La gran parte dei Russi, nascosti nelle case di contadini a Treia, Loreto, Camerano, o in Svizzera, si salvò: "vendendo tutti i gioielli, pagando". Non così l'azienda fondata da Jacob, emigrato da Ragusa, nel 1845. Grazie alle intuizioni di Davide e poi di Giacomo Russi e alla prima distribuzione farmaceutica moderna, la Russi & C. di via Saffi negli anni '40 aveva 600 dipendenti. Diventata 'Società Anonima Farmaceutica Italiana' con le leggi razziali, aveva un capitale sociale di 8 milioni, e faceva ombra a marchi come Linetti e Robert's e Farmitalia. Poi il declino. Nel novembre del 1943 un bombardamento distrusse lo stabilimento, in quel momento deserto. Resta solo l'arco. "Primo Levi - ricorda Dviri - l'ha spiegato bene: cosa potevano dire quelli che sono tornati, se non 'mi sono salvato'. Sono stati zitti, non si poteva 'tenere il broncio' per tutta la vita. Io cerco di capire cosa è stato il ritorno".

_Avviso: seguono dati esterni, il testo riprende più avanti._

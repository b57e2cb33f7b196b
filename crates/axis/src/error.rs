use std::io;
use std::path::PathBuf;

use thiserror::Error;

/// Errors surfaced while fitting, projecting, or persisting an axis model.
#[derive(Debug, Error)]
pub enum AxisError {
    /// Labels do not describe exactly two non-empty groups.
    #[error("invalid group composition: {0}")]
    InvalidGroupComposition(String),
    /// Shapes disagree (target width, label count, group order length or coverage).
    #[error("dimension mismatch: {0}")]
    DimensionMismatch(String),
    /// The two centroids coincide, so the axis has no direction.
    #[error("degenerate axis: norm {norm:e} is below tolerance {tolerance:e}")]
    DegenerateAxis { norm: f64, tolerance: f64 },
    /// `transform` or `save` was called before `fit`.
    #[error("model has not been fitted")]
    NotFitted,
    /// Configuration values are out of range.
    #[error("invalid axis config: {0}")]
    InvalidConfig(String),
    /// Eigen-decomposition or rank failures inside the discriminant solver.
    #[error("linear algebra failure: {0}")]
    Linalg(String),
    /// No complete bundle lives at the given location.
    #[error("bundle not found: {}", .0.display())]
    BundleNotFound(PathBuf),
    /// The bundle exists but its archive or metadata cannot be trusted.
    #[error("bundle {} is corrupt: {reason}", .path.display())]
    BundleCorrupt { path: PathBuf, reason: String },
    /// Filesystem failure during a bundle operation.
    #[error("io error during {op} of bundle {}: {source}", .path.display())]
    Io {
        op: &'static str,
        path: PathBuf,
        #[source]
        source: io::Error,
    },
    /// Archive serialization failed.
    #[error("archive encode error: {0}")]
    Encode(String),
}

impl AxisError {
    pub(crate) fn io(op: &'static str, path: impl Into<PathBuf>, source: io::Error) -> Self {
        AxisError::Io {
            op,
            path: path.into(),
            source,
        }
    }

    pub(crate) fn corrupt(path: impl Into<PathBuf>, reason: impl std::fmt::Display) -> Self {
        AxisError::BundleCorrupt {
            path: path.into(),
            reason: reason.to_string(),
        }
    }
}

impl From<bincode::error::EncodeError> for AxisError {
    fn from(e: bincode::error::EncodeError) -> Self {
        AxisError::Encode(e.to_string())
    }
}

#[cfg(test)]
mod tests {
    use super::*;

    #[test]
    fn group_composition_message() {
        let err = AxisError::InvalidGroupComposition("found 3 distinct labels".into());
        assert!(err.to_string().contains("invalid group composition"));
        assert!(err.to_string().contains("3 distinct"));
    }

    #[test]
    fn io_error_carries_operation_and_path() {
        let err = AxisError::io(
            "save",
            "/tmp/model.sm",
            io::Error::new(io::ErrorKind::PermissionDenied, "denied"),
        );
        let msg = err.to_string();
        assert!(msg.contains("save"));
        assert!(msg.contains("/tmp/model.sm"));
        assert!(std::error::Error::source(&err).is_some());
    }

    #[test]
    fn corrupt_bundle_message() {
        let err = AxisError::corrupt("bundle.sm", "group_ids has 3 entries, expected 4");
        assert!(err.to_string().contains("bundle.sm is corrupt"));
        assert!(err.to_string().contains("expected 4"));
    }

    #[test]
    fn degenerate_axis_debug() {
        let err = AxisError::DegenerateAxis {
            norm: 0.0,
            tolerance: 1e-12,
        };
        assert!(format!("{err:?}").contains("DegenerateAxis"));
    }
}
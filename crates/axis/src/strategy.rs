use std::fmt;

use ndarray::{Array1, Array2, ArrayView2};
use serde::{Deserialize, Serialize};

use crate::centroid::CentroidAxis;
use crate::config::{AxisConfig, DiscriminantConfig};
use crate::discriminant::{DiscriminantAxis, LinearDiscriminant};
use crate::error::AxisError;
use crate::model::ReferenceState;

/// Output of one strategy run.
#[derive(Clone, Debug)]
pub struct AxisProjection {
    /// Projected targets, `M x k`.
    pub targets: Array2<f64>,
    /// Projected reference rows, `N x k`.
    pub reference: Array2<f64>,
    /// Leading axis direction, length `D`.
    pub axis: Array1<f64>,
    /// The fitted estimator, for discriminant strategies.
    pub discriminant: Option<LinearDiscriminant>,
}

/// Turns a fitted reference state into an axis and projects onto it.
///
/// Implementations must be pure functions of `(reference, targets)` so that
/// repeated transforms agree.
pub trait AxisStrategy: fmt::Debug + Send + Sync {
    /// Short name used in logs.
    fn name(&self) -> &'static str;

    /// Projection numerics this strategy runs with.
    fn axis_config(&self) -> &AxisConfig;

    /// Derive the axis from `reference` and project both `targets` and the
    /// reference rows onto it. `targets` has already been checked to share
    /// the reference width.
    fn project(
        &self,
        reference: &ReferenceState,
        targets: ArrayView2<'_, f64>,
    ) -> Result<AxisProjection, AxisError>;
}

/// Selects an axis strategy.
///
/// # Example
/// ```
/// use axis::{AxisConfig, DiscriminantConfig, StrategyConfig};
///
/// let centroid = StrategyConfig::centroid().build(&AxisConfig::default()).unwrap();
/// assert_eq!(centroid.name(), "centroid");
///
/// let lda = StrategyConfig::discriminant(DiscriminantConfig::new().with_components(2));
/// assert_eq!(lda.build(&AxisConfig::default()).unwrap().name(), "discriminant");
/// ```
#[derive(Clone, Debug, Default, PartialEq, Serialize, Deserialize)]
#[serde(tag = "kind", rename_all = "snake_case")]
pub enum StrategyConfig {
    /// Difference of the two group centroids.
    #[default]
    Centroid,
    /// Linear discriminant subspace.
    Discriminant(DiscriminantConfig),
}

impl StrategyConfig {
    pub fn centroid() -> Self {
        StrategyConfig::Centroid
    }

    pub fn discriminant(cfg: DiscriminantConfig) -> Self {
        StrategyConfig::Discriminant(cfg)
    }

    /// Validate and instantiate the strategy.
    pub fn build(&self, axis: &AxisConfig) -> Result<Box<dyn AxisStrategy>, AxisError> {
        axis.validate()?;
        match self {
            StrategyConfig::Centroid => Ok(Box::new(CentroidAxis::new(axis.clone()))),
            StrategyConfig::Discriminant(cfg) => {
                cfg.validate()?;
                Ok(Box::new(DiscriminantAxis::new(axis.clone(), cfg.clone())))
            }
        }
    }
}

#[cfg(test)]
mod tests {
    use super::*;
    use crate::config::Shrinkage;

    #[test]
    fn default_is_centroid() {
        assert_eq!(StrategyConfig::default(), StrategyConfig::Centroid);
    }

    #[test]
    fn build_rejects_invalid_discriminant() {
        let cfg = StrategyConfig::discriminant(DiscriminantConfig::new().with_components(0));
        assert!(matches!(
            cfg.build(&AxisConfig::default()),
            Err(AxisError::InvalidConfig(_))
        ));
    }

    #[test]
    fn build_rejects_invalid_axis_config() {
        let axis = AxisConfig::new().with_epsilon(-1.0);
        assert!(StrategyConfig::centroid().build(&axis).is_err());
    }

    #[test]
    fn tagged_json_form() {
        let cfg = StrategyConfig::discriminant(
            DiscriminantConfig::new()
                .with_components(2)
                .with_shrinkage(Shrinkage::Auto),
        );
        let json = serde_json::to_value(&cfg).unwrap();
        assert_eq!(json["kind"], "discriminant");
        assert_eq!(json["n_components"], 2);
        assert_eq!(json["shrinkage"], "auto");
        let back: StrategyConfig = serde_json::from_value(json).unwrap();
        assert_eq!(back, cfg);

        let centroid: StrategyConfig = serde_json::from_str(r#"{"kind":"centroid"}"#).unwrap();
        assert_eq!(centroid, StrategyConfig::Centroid);
    }
}
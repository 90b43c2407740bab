//! Per-chat session state.
//!
//! A session holds just enough to resume a multi-step interaction: which
//! command is waiting for a follow-up reply, which user is waiting for a
//! winery choice, and the last rendered tank page. Every handler receives the
//! store explicitly and reads/writes whole sessions; there is no ambient
//! conversation context. Expiry of idle sessions is the hosting environment's
//! policy, not implemented here.

use serde::{Deserialize, Serialize};
use std::collections::HashMap;
use std::sync::Arc;
use teloxide::types::ChatId;
use tokio::sync::Mutex;

use crate::pagination::TankRow;

/// A command that saved itself and is waiting for the next inbound message.
#[derive(Debug, Clone, Copy, PartialEq, Eq, Serialize, Deserialize)]
pub enum PendingCommand {
    Authenticate,
    Search,
}

/// Conversation state for one chat.
///
/// `tanks_page` and `current_page` are set together or not at all; the
/// accessors below are the only way to touch them.
#[derive(Debug, Clone, Default, PartialEq, Serialize, Deserialize)]
pub struct Session {
    pending_command: Option<PendingCommand>,
    pending_user_id: Option<i64>,
    tanks_page: Option<Vec<TankRow>>,
    current_page: Option<i64>,
}

impl Session {
    pub fn pending_command(&self) -> Option<PendingCommand> {
        self.pending_command
    }

    /// Save a pending command, to be resumed by the next inbound message.
    pub fn save_pending_command(&mut self, command: PendingCommand) {
        self.pending_command = Some(command);
    }

    /// Take the pending command, leaving none behind. A handler that wants to
    /// stay pending re-saves it explicitly.
    pub fn take_pending_command(&mut self) -> Option<PendingCommand> {
        self.pending_command.take()
    }

    pub fn pending_user_id(&self) -> Option<i64> {
        self.pending_user_id
    }

    pub fn save_pending_user_id(&mut self, user_id: i64) {
        self.pending_user_id = Some(user_id);
    }

    pub fn take_pending_user_id(&mut self) -> Option<i64> {
        self.pending_user_id.take()
    }

    /// Store the rendered page snapshot together with its page number.
    pub fn save_page(&mut self, rows: Vec<TankRow>, page: i64) {
        self.tanks_page = Some(rows);
        self.current_page = Some(page);
    }

    pub fn current_page(&self) -> Option<i64> {
        self.current_page
    }

    /// Take the current page number, clearing the snapshot with it.
    pub fn take_page(&mut self) -> Option<i64> {
        self.tanks_page = None;
        self.current_page.take()
    }
}

/// In-memory session store keyed by chat id.
///
/// One map guarded by one mutex; handlers load a clone, mutate it, and store
/// it back. Rapid taps from the same chat may interleave, which downstream
/// code tolerates by clamping page numbers and no-opping on missing state.
#[derive(Clone, Default)]
pub struct SessionStore {
    sessions: Arc<Mutex<HashMap<ChatId, Session>>>,
}

impl SessionStore {
    pub fn new() -> Self {
        Self::default()
    }

    /// Load the session for a chat, creating an empty one on first contact.
    pub async fn load(&self, chat_id: ChatId) -> Session {
        self.sessions.lock().await.entry(chat_id).or_default().clone()
    }

    pub async fn store(&self, chat_id: ChatId, session: Session) {
        self.sessions.lock().await.insert(chat_id, session);
    }
}
//! Property-style checks for pagination arithmetic and keyboard layout.

use vinoteka_bot::bot::ui_builder::tank_list_keyboard;
use vinoteka_bot::pagination::{page_rows, paginate, TankRow, MAX_BUTTON_IN_ROW, PER_PAGE};

fn rows_for(window: &vinoteka_bot::pagination::PageWindow, total: usize) -> Vec<TankRow> {
    let names: Vec<String> = (0..total).map(|i| format!("Tank {i:03}")).collect();
    page_rows(&names, window, |name| (1, name.clone(), None))
}

#[test]
fn test_any_requested_page_resolves_within_bounds() {
    for total in [0usize, 1, 9, 10, 11, 25, 100] {
        for requested in -5..15 {
            let window = paginate(total, PER_PAGE, requested);
            assert!(window.page >= 1, "page {} for total {total}", window.page);
            assert!(
                window.page <= window.total_pages.max(1),
                "page {} beyond last for total {total}",
                window.page
            );
            assert!(window.end <= total);
            assert!(window.start <= window.end);
        }
    }
}

#[test]
fn test_total_pages_matches_ceiling_division() {
    for k in 0..4usize {
        for r in 0..PER_PAGE {
            let total = PER_PAGE * k + r;
            let expected = (k + usize::from(r > 0)) as i64;
            assert_eq!(paginate(total, PER_PAGE, 1).total_pages, expected, "total {total}");
        }
    }
}

#[test]
fn test_keyboard_row_counts() {
    // ceil(N / 5) selector rows plus 0 or 1 navigation rows.
    for total in [1usize, 4, 5, 6, 10, 12, 23] {
        for requested in 1..=3i64 {
            let window = paginate(total, PER_PAGE, requested);
            let rows = rows_for(&window, total);
            let keyboard = tank_list_keyboard(&rows, &window);

            let selector_rows = rows.len().div_ceil(MAX_BUTTON_IN_ROW);
            let nav_rows = usize::from(window.has_previous || window.has_next);
            assert_eq!(
                keyboard.inline_keyboard.len(),
                selector_rows + nav_rows,
                "total {total} page {requested}"
            );

            if window.has_previous && window.has_next {
                assert_eq!(keyboard.inline_keyboard.last().unwrap().len(), 2);
            } else if nav_rows == 1 {
                assert_eq!(keyboard.inline_keyboard.last().unwrap().len(), 1);
            }
        }
    }
}

#[test]
fn test_window_preserves_source_order() {
    let names: Vec<String> = (0..23).map(|i| format!("Tank {i:03}")).collect();
    let window = paginate(names.len(), PER_PAGE, 2);
    let rows = page_rows(&names, &window, |name| (1, name.clone(), None));

    let listed: Vec<&str> = rows.iter().map(|row| row.name.as_str()).collect();
    let expected: Vec<&str> = names[10..20].iter().map(String::as_str).collect();
    assert_eq!(listed, expected);
}
//! Pagination arithmetic over an ordered result set.
//!
//! Ordering is the caller's responsibility (tank queries order by name); this
//! module only computes the visible window for a requested page. Requested
//! page numbers are clamped rather than rejected: navigation buttons are
//! computed against a total count that may be stale by the time the user taps
//! them, so an out-of-range page is a race, not an error.

/// How many items one page shows.
pub const PER_PAGE: usize = 10;
/// How many selector buttons fit in one keyboard row.
pub const MAX_BUTTON_IN_ROW: usize = 5;
/// Pages are numbered from 1.
pub const DEFAULT_PAGE: i64 = 1;

/// The minimal projection of a tank needed to render one list line and to
/// re-select the tank from an inline button.
#[derive(Debug, Clone, PartialEq, serde::Serialize, serde::Deserialize)]
pub struct TankRow {
    pub id: i64,
    /// 1-based display index within the current page.
    pub number: usize,
    pub name: String,
    pub temperature: Option<f64>,
}

/// One page of an ordered result set plus navigation availability.
#[derive(Debug, Clone, PartialEq, Eq)]
pub struct PageWindow {
    /// Index range of the visible items within the source slice.
    pub start: usize,
    pub end: usize,
    /// Requested page clamped into `[1, total_pages]`.
    pub page: i64,
    pub total_pages: i64,
    pub has_previous: bool,
    pub has_next: bool,
}

/// Compute the visible window for `requested_page` over `total` ordered items.
///
/// Never fails: pages below 1 resolve to the first page, pages past the end
/// resolve to the last one. An empty source resolves to page 1 with an empty
/// window and no navigation in either direction.
pub fn paginate(total: usize, per_page: usize, requested_page: i64) -> PageWindow {
    let total_pages = (total.div_ceil(per_page)) as i64;
    let page = requested_page.clamp(DEFAULT_PAGE, total_pages.max(DEFAULT_PAGE));

    let start = ((page - 1) as usize * per_page).min(total);
    let end = (start + per_page).min(total);

    PageWindow {
        start,
        end,
        page,
        total_pages,
        has_previous: page > DEFAULT_PAGE,
        has_next: page < total_pages,
    }
}

/// Project the window's slice of `items` into display rows numbered from 1.
pub fn page_rows<T, F>(items: &[T], window: &PageWindow, project: F) -> Vec<TankRow>
where
    F: Fn(&T) -> (i64, String, Option<f64>),
{
    items[window.start..window.end]
        .iter()
        .enumerate()
        .map(|(index, item)| {
            let (id, name, temperature) = project(item);
            TankRow { id, number: index + 1, name, temperature }
        })
        .collect()
}
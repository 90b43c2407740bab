//! # Vinoteka Telegram Bot
//!
//! A Telegram front-end for a winery-management backend: authenticates chat
//! users by phone number, routes commands and inline-button callbacks, and
//! paginates tank lists through per-chat session state.

pub mod bot;
pub mod callback;
pub mod directory;
pub mod localization;
pub mod pagination;
pub mod phone;
pub mod session;
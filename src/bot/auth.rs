//! Authentication flow.
//!
//! Authentication is a gate, not an exception: any update from a chat with
//! no account diverts here, prompts for a phone number, and the original
//! update is dropped. The flow finishes either immediately (user owns one
//! winery) or after a `winery_selection` callback (user owns several).

use anyhow::Result;
use teloxide::types::{ChatId, KeyboardRemove, ReplyMarkup};
use tracing::{debug, info};

use crate::callback::WINERY_SELECTION_CALLBACK_KEY;
use crate::directory::Directory;
use crate::localization::{t_args_lang, t_lang};
use crate::phone;
use crate::session::{PendingCommand, SessionStore};

use super::ui_builder;
use super::Outbound;

/// Enter the flow: save the pending marker and ask for a contact.
pub async fn begin_authentication(
    sessions: &SessionStore,
    chat_id: ChatId,
    language_code: Option<&str>,
) -> Result<Vec<Outbound>> {
    info!(user_id = %chat_id, "Prompting unauthenticated chat for a phone number");

    let mut session = sessions.load(chat_id).await;
    session.save_pending_command(PendingCommand::Authenticate);
    sessions.store(chat_id, session).await;

    Ok(vec![Outbound::with_markup(
        t_lang("authentication-prompt", language_code),
        ReplyMarkup::Keyboard(ui_builder::contact_request_keyboard(language_code)),
    )])
}

/// A contact was shared in reply to the authentication prompt: verify the
/// phone number and either bind the account or defer to a winery choice.
pub async fn verify_phone<D: Directory>(
    directory: &D,
    sessions: &SessionStore,
    chat_id: ChatId,
    phone_number: &str,
    language_code: Option<&str>,
) -> Result<Vec<Outbound>> {
    let subscriber_number = phone::subscriber_number(phone_number);

    let Some(user) = directory.user_by_subscriber_number(&subscriber_number).await? else {
        debug!(user_id = %chat_id, "No user matches the shared phone number");
        let mut session = sessions.load(chat_id).await;
        session.save_pending_command(PendingCommand::Authenticate);
        sessions.store(chat_id, session).await;
        return Ok(vec![Outbound::plain(t_lang("no-user", language_code))]);
    };

    let wineries = directory.wineries_of(user.id).await?;

    let mut session = sessions.load(chat_id).await;
    session.take_pending_command();

    if wineries.len() == 1 {
        let winery = &wineries[0];
        directory.create_account(chat_id, user.id, winery.id).await?;
        sessions.store(chat_id, session).await;

        info!(user_id = %chat_id, winery = %winery.name, "Account created");
        Ok(vec![Outbound::with_markup(
            t_args_lang("authorization-success", &[("winery", &winery.name)], language_code),
            ReplyMarkup::KeyboardRemove(KeyboardRemove::new()),
        )])
    } else {
        // Final binding is deferred to a winery_selection callback.
        session.save_pending_user_id(user.id);
        sessions.store(chat_id, session).await;

        debug!(
            user_id = %chat_id,
            wineries = wineries.len(),
            "User owns several wineries, awaiting choice"
        );
        Ok(vec![Outbound::with_markup(
            t_lang("available-wineries-list", language_code),
            ReplyMarkup::InlineKeyboard(ui_builder::winery_keyboard(
                &wineries,
                WINERY_SELECTION_CALLBACK_KEY,
            )),
        )])
    }
}
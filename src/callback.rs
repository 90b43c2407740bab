//! Callback payload codec for inline keyboard buttons.
//!
//! Every inline button carries a string payload that Telegram echoes back
//! verbatim when the button is tapped. This module is the single place where
//! those strings are produced and interpreted: the rest of the bot dispatches
//! over [`CallbackCommand`], never over raw payload text.

use regex::Regex;
use std::sync::LazyLock;

pub const SWITCH_PAGE_CALLBACK_KEY: &str = "switch_page";
pub const WINERY_SELECTION_CALLBACK_KEY: &str = "winery_selection";
pub const SWITCH_WINERY_CALLBACK_KEY: &str = "switch_winery";

pub const NEXT_PAGE_EMOJI: &str = "➡️";
pub const PREV_PAGE_EMOJI: &str = "⬅️";

/// Tank selector buttons carry the bare tank id as their payload.
static TANK_ID_PATTERN: LazyLock<Regex> =
    LazyLock::new(|| Regex::new(r"^\d+$").expect("tank id pattern is valid"));

/// Direction of a page-switch request.
#[derive(Debug, Clone, Copy, PartialEq, Eq)]
pub enum PageDirection {
    Next,
    Previous,
}

/// A decoded callback payload.
///
/// Constructed only by [`decode`]; never stored between updates.
#[derive(Debug, Clone, Copy, PartialEq, Eq)]
pub enum CallbackCommand {
    PageNavigation(PageDirection),
    TankSelection(i64),
    WinerySelection(i64),
    WinerySwitch(i64),
}

/// Failure to interpret a callback payload.
///
/// Inline keyboards go stale (a user can tap a button on an old message long
/// after the bot restarted), so callers must treat this as an update to
/// ignore, not as a crash.
#[derive(Debug, Clone, PartialEq, Eq)]
pub enum CallbackError {
    UnknownCallback(String),
}

impl std::fmt::Display for CallbackError {
    fn fmt(&self, f: &mut std::fmt::Formatter<'_>) -> std::fmt::Result {
        match self {
            CallbackError::UnknownCallback(payload) => {
                write!(f, "Unknown callback payload: {payload}")
            }
        }
    }
}

impl std::error::Error for CallbackError {}

/// Encode a tagged callback payload as `"<tag>:<argument>"`.
pub fn encode(tag: &str, argument: &str) -> String {
    format!("{tag}:{argument}")
}

/// Decode a callback payload into a [`CallbackCommand`].
///
/// Tagged payloads split on the first `:`. Payloads without a separator are
/// either a raw direction emoji (page navigation) or a bare decimal tank id;
/// everything else is [`CallbackError::UnknownCallback`].
pub fn decode(payload: &str) -> Result<CallbackCommand, CallbackError> {
    let unknown = || CallbackError::UnknownCallback(payload.to_string());

    match payload.split_once(':') {
        Some((SWITCH_PAGE_CALLBACK_KEY, argument)) => {
            direction_from(argument).map(CallbackCommand::PageNavigation).ok_or_else(unknown)
        }
        Some((WINERY_SELECTION_CALLBACK_KEY, argument)) => {
            parse_id(argument).map(CallbackCommand::WinerySelection).ok_or_else(unknown)
        }
        Some((SWITCH_WINERY_CALLBACK_KEY, argument)) => {
            parse_id(argument).map(CallbackCommand::WinerySwitch).ok_or_else(unknown)
        }
        Some(_) => Err(unknown()),
        None => {
            if let Some(direction) = direction_from(payload) {
                Ok(CallbackCommand::PageNavigation(direction))
            } else if TANK_ID_PATTERN.is_match(payload) {
                parse_id(payload).map(CallbackCommand::TankSelection).ok_or_else(unknown)
            } else {
                Err(unknown())
            }
        }
    }
}

fn direction_from(token: &str) -> Option<PageDirection> {
    match token {
        NEXT_PAGE_EMOJI => Some(PageDirection::Next),
        PREV_PAGE_EMOJI => Some(PageDirection::Previous),
        _ => None,
    }
}

fn parse_id(argument: &str) -> Option<i64> {
    argument.parse::<i64>().ok()
}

All'Italia, non a quegli italiani che ai Russi hanno dato un appoggio, "forse è mancata una riflessione profonda, una presa di coscienza degli errori del passato: le leggi sulla razza, i campi di internamento, le deportazioni. Ma così un Paese non cresce, e a Lampedusa c'è anche chi fa jogging fra i cadaveri dei migranti".